Dock Totals Oct 28 – Nov 3: 2,228 anglers aboard 112 trips out of San Diego landings this past week caught 256 bluefin tuna, 2,665 yellowfin tuna, 1,882 skipjack tuna, 6 bigeye tuna, 55 dorado, 824 yellowtail, 1,118 bonito, 54 calico bass, 54 sand bass, 2,417 rockfish, 162 whitefish, 3 lingcod, 88 sheephead, 65 sanddab, 21 bocaccio, 1 triggerfish, 1 mako shark, 1 gray smoothhound shark, 2 halibut, 1 lizardfish, 1 shortbill spearfish, and 108 spiny lobster (236 released).
Saltwater: The fish continue biting into November, even as the angler count fell off for the San Diego fleet this past week. Overall, the tuna counts remained about the same per angler, except for the bluefin tuna out at Tanner Bank doubling in the count and nearly doubling in average size. There have been more caught in the 100-250 pound class which is keeping a handful of boats aimed at the grounds to the southwest of San Clemente Island. Despite the good mix of yellowfin, skipjack and dorado down south, most vessels targeting bluefin will keep running out there as long as the fish are there.

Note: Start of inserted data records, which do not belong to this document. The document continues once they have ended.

//! Platform Error Types

use thiserror::Error;

use nh_store::StoreError;

#[derive(Error, Debug)]
pub enum NotificationError {
    /// Malformed caller input, detected before any store call.
    #[error("{message}")]
    InvalidArgument { message: String },

    /// A point read found no matching notification. Paged reads never raise
    /// this; an empty page is a valid outcome.
    #[error("The notification with notificationId '{notification_id}' is not found.")]
    NotificationNotFound { notification_id: String },

    /// Store and transport failures, propagated unchanged.
    #[error("Store error: {0}")]
    Store(#[from] StoreError),
}

impl NotificationError {
    pub fn invalid_argument(message: impl Into<String>) -> Self {
        Self::InvalidArgument {
            message: message.into(),
        }
    }

    pub fn not_found(notification_id: impl Into<String>) -> Self {
        Self::NotificationNotFound {
            notification_id: notification_id.into(),
        }
    }
}

pub type Result<T> = std::result::Result<T, NotificationError>;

Closer to home, the daily fleet has been doing sporadically well on yellowtail off the Coronado Islands, when the fish are biting; they are eating everything from surface irons and fly-lined bait on top, and yoyo irons and flat-falls worked down deep. Bonito, rockfish, calico bass, and sheephead have been rounding out the counts at the islands and continue to be the most represented species in the half-day counts from Oceanside to Imperial Beach. Bonito continue to range along the coastal high spots while a little further out, smaller skipjack have been caught near Nine Mile Bank.
It will be interesting to see how much longer the surface action will hold this year before the local fleet transitions into primarily targeting groundfish, when reds, lings, sheephead and whitefish represent the bulk of the count for the ½ and ¾ day boats.
With all that bonito swimming around, requests, recipes, and advice for dealing with them are often posted on social media fishing sites. Bonito is a red-meat fish and can spoil quickly. It is best to bleed and ice the fish as soon as possible, and to handle the flesh carefully as it bruises easily. A good bonito fillet for any recipe will have a firm consistency, a fillet that has turned mushy will only be good for bait. Usually, the scale-less skin is left on the fillet at least until preparation.
Popular methods for cooking bonito are canning, where it can turn out a lot like lesser-quality tunas – decent for salads and sandwiches. Another way is fried in oil as is, skin side down. Fresh, well-handled bonito flesh is used to make poke and can be good as sashimi.
My favorite way to prepare bonito is on the smoker. When preparing bonito for the smoker it is important not to leave the fillets in the brine too long, only a few hours is needed. It can go mushy. I do a maximum of about six hours in a typical brown sugar and soy sauce brine, and make sure it is covered in an airtight container and kept at about 36 degrees while soaking until the smoker is hot and ready.